Both of these I personally dislike. It makes little difference to me if I
have to locate all methods that reference an event to remove the event
binding(I assume handles is capable of that, at any rate) or if I have to
locate the one method inwhich I do my code-time local bindings, its pretty
likely going to be the same amount of work. As for renaming interface
methods...that just seems to me to be a very undesirable choice to make, if
for no reason other than to ease up on confusing the next coder working on
the project or someone who inherits from the class. IDisposable.Dispose is
named Dispose, not Close.
On the other hand, it's been announced that C# will feature generics in
Whidbey, which is something I would really, really like.
Edit-and-continue
I don't care so much about. I don't miss it.

VB will have generics as well(syntax, last I heard was Class X(Of String),
along with partial classes. Generics would lose alot of their thunder if VB
& MC++ didn't support them. The primary distinguishing features in C#, as I
understand it, are anonymous methods and iterators, plus a couple other
little bits(fixed sized struct members, global namespace operator, another
thing or two I can't remember right now, I also don't know if VB is gaining
the same features or not).
Up until recently, the built-in XML commenting feature in C# was a big
deal, but now there are add-ins that will do the same in VB. VB's
pointing
out compiler errors in real time is a huge plus for me, too.
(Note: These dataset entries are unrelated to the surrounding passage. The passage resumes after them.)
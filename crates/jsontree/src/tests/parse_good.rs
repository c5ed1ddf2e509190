use alloc::{string::ToString, vec};

use rstest::rstest;

use crate::{Value, parse, value::Map};

#[rstest]
#[case("null")]
#[case(" null ")]
#[case("\t\r\n null \n")]
fn null_literal(#[case] text: &str) {
    assert_eq!(parse(text), Ok(Value::Null));
}

#[test]
fn boolean_literals() {
    assert_eq!(parse("true"), Ok(Value::Boolean(true)));
    assert_eq!(parse("false"), Ok(Value::Boolean(false)));
    assert_eq!(parse("  true  "), Ok(Value::Boolean(true)));
}

#[rstest]
#[case("0", 0.0)]
#[case("-0", 0.0)]
#[case("-0.0", 0.0)]
#[case("1", 1.0)]
#[case("-1", -1.0)]
#[case("1.5", 1.5)]
#[case("-1.5", -1.5)]
#[case("3.1416", 3.1416)]
#[case("1E10", 1E10)]
#[case("1e10", 1e10)]
#[case("1E+10", 1E10)]
#[case("1E-10", 1E-10)]
#[case("-1E10", -1E10)]
#[case("-1e10", -1e10)]
#[case("-1E+10", -1E10)]
#[case("-1E-10", -1E-10)]
#[case("1.234E+10", 1.234E10)]
#[case("1.234E-10", 1.234E-10)]
// Underflows to zero rather than erroring.
#[case("1e-10000", 0.0)]
// Smallest number larger than one.
#[case("1.0000000000000002", 1.000_000_000_000_000_2)]
// Minimum subnormal, minimum normal, maximum finite, and their negations.
#[case("4.9406564584124654e-324", 4.940_656_458_412_465_4E-324)]
#[case("-4.9406564584124654e-324", -4.940_656_458_412_465_4E-324)]
#[case("2.2250738585072014e-308", 2.225_073_858_507_201_4E-308)]
#[case("-2.2250738585072014e-308", -2.225_073_858_507_201_4E-308)]
#[case("1.7976931348623157e308", 1.797_693_134_862_315_7E308)]
#[case("-1.7976931348623157e308", -1.797_693_134_862_315_7E308)]
fn numbers(#[case] text: &str, #[case] expected: f64) {
    assert_eq!(parse(text), Ok(Value::Number(expected)));
}

#[test]
fn empty_array() {
    assert_eq!(parse("[]"), Ok(Value::Array(vec![])));
    assert_eq!(parse("[ ]"), Ok(Value::Array(vec![])));
    assert_eq!(parse(" [\n] "), Ok(Value::Array(vec![])));
}

#[test]
fn mixed_array() {
    assert_eq!(
        parse(r#"[ null , false , true , 123 , "abc" ]"#),
        Ok(Value::Array(vec![
            Value::Null,
            Value::Boolean(false),
            Value::Boolean(true),
            Value::Number(123.0),
            Value::String("abc".to_string()),
        ]))
    );
}

#[test]
fn nested_arrays() {
    assert_eq!(
        parse("[[],[0],[0,1],[0,1,2]]"),
        Ok(Value::Array(vec![
            Value::Array(vec![]),
            Value::Array(vec![Value::Number(0.0)]),
            Value::Array(vec![Value::Number(0.0), Value::Number(1.0)]),
            Value::Array(vec![
                Value::Number(0.0),
                Value::Number(1.0),
                Value::Number(2.0),
            ]),
        ]))
    );
}

// The final element before `]` must be kept like any other.
#[test]
fn array_keeps_last_element() {
    let v = parse("[1,2,3]").unwrap();
    assert_eq!(v.as_array().unwrap().len(), 3);
    assert_eq!(v.as_array().unwrap()[2], Value::Number(3.0));
}

#[test]
fn empty_object() {
    assert_eq!(parse("{}"), Ok(Value::Object(Map::new())));
    assert_eq!(parse("{ }"), Ok(Value::Object(Map::new())));
    assert_eq!(parse(" {\t} "), Ok(Value::Object(Map::new())));
}

#[test]
fn full_object() {
    let parsed = parse(
        r#" {
            "n" : null ,
            "f" : false ,
            "t" : true ,
            "i" : 123 ,
            "s" : "abc" ,
            "a" : [ 1, 2, 3 ],
            "o" : { "1" : 1, "2" : 2, "3" : 3 }
        } "#,
    )
    .unwrap();

    let mut inner = Map::new();
    inner.insert("1".to_string(), Value::Number(1.0));
    inner.insert("2".to_string(), Value::Number(2.0));
    inner.insert("3".to_string(), Value::Number(3.0));

    let mut expected = Map::new();
    expected.insert("n".to_string(), Value::Null);
    expected.insert("f".to_string(), Value::Boolean(false));
    expected.insert("t".to_string(), Value::Boolean(true));
    expected.insert("i".to_string(), Value::Number(123.0));
    expected.insert("s".to_string(), Value::String("abc".to_string()));
    expected.insert(
        "a".to_string(),
        Value::Array(vec![
            Value::Number(1.0),
            Value::Number(2.0),
            Value::Number(3.0),
        ]),
    );
    expected.insert("o".to_string(), Value::Object(inner));

    assert_eq!(parsed, Value::Object(expected));
}

#[test]
fn duplicate_keys_last_write_wins() {
    let v = parse(r#"{"a": 1, "b": true, "a": 2}"#).unwrap();
    assert_eq!(v.get("a"), Some(&Value::Number(2.0)));
    assert_eq!(v.as_object().unwrap().len(), 2);
}
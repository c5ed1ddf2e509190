use thiserror::Error;

/// Reason a document was rejected by [`parse`](crate::parse).
///
/// Exactly one variant is produced per failed parse; the grammar is
/// scanned left to right and the first violation wins. All variants are
/// terminal for the call, nothing of the partially built tree survives.
#[derive(Error, Debug, Clone, Copy, PartialEq, Eq)]
pub enum ParseError {
    #[error("expected a value")]
    ExpectValue,
    #[error("invalid value")]
    InvalidValue,
    #[error("unexpected characters after the root value")]
    RootNotSingular,
    #[error("number magnitude out of range")]
    NumberTooBig,
    #[error("missing closing quotation mark")]
    MissQuotationMark,
    #[error("invalid escape sequence in string")]
    InvalidStringEscape,
    #[error("unescaped control character in string")]
    InvalidStringChar,
    #[error("expected four hexadecimal digits after \\u")]
    InvalidUnicodeHex,
    #[error("invalid surrogate pair")]
    InvalidUnicodeSurrogate,
    #[error("expected ',' or ']' in array")]
    MissCommaOrSquareBracket,
    #[error("expected a string key in object")]
    MissKey,
    #[error("expected ':' after object key")]
    MissColon,
    #[error("expected ',' or '}}' in object")]
    MissCommaOrCurlyBracket,
}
XML comments are expected in whidby for both VB & MC++ I think, not entirely
sure on MC++.
 
J

Jon Skeet [C# MVP]

James J said:
When I use edit and continue the problem is not finding the error,
the problem is fixing it. I don't see a problem with tinkering with a
segment of code to get it to work. What is problem with that? Unit
testing identifies a problem, but I already know I have a problem. I
don't understand what you are saying.

If you tinker with code at the point you notice it's broken, you don't
know what else your change will do - the same code could already have
been called several times, and your change could well have broken what
happened previously. You end up appearing to fix the error, but not
actually doing so.

A good regimen of unit testing allows you to quickly find problems, and
there's no need to use edit and continue as rerunning the test should
be a quick thing to do. (Most people seem to want E&C so that they can
verify their fix quickly.)
 
S

Stu Smith

Yikes, I'm glad you're not on my dev team. If you're fixing a bug, you
either see where the code is going wrong, and fix it (hopefully one change),
or you don't understand why the code is going wrong, in which case you find
out why /before/ you make any further changes to the code. "Tinkering"
sounds like you're changing buggy code that you don't understand into
might-be-bug-free-I-have-no-idea code, that you still don't understand.


James J said:
Dear Jon,

When I use edit and continue the problem is not finding the error, the
problem is fixing it. I don't see a problem with tinkering with a segment
of code to get it to work. What is problem with that? Unit testing
identifies a problem, but I already know I have a problem. I don't
understand what you are saying.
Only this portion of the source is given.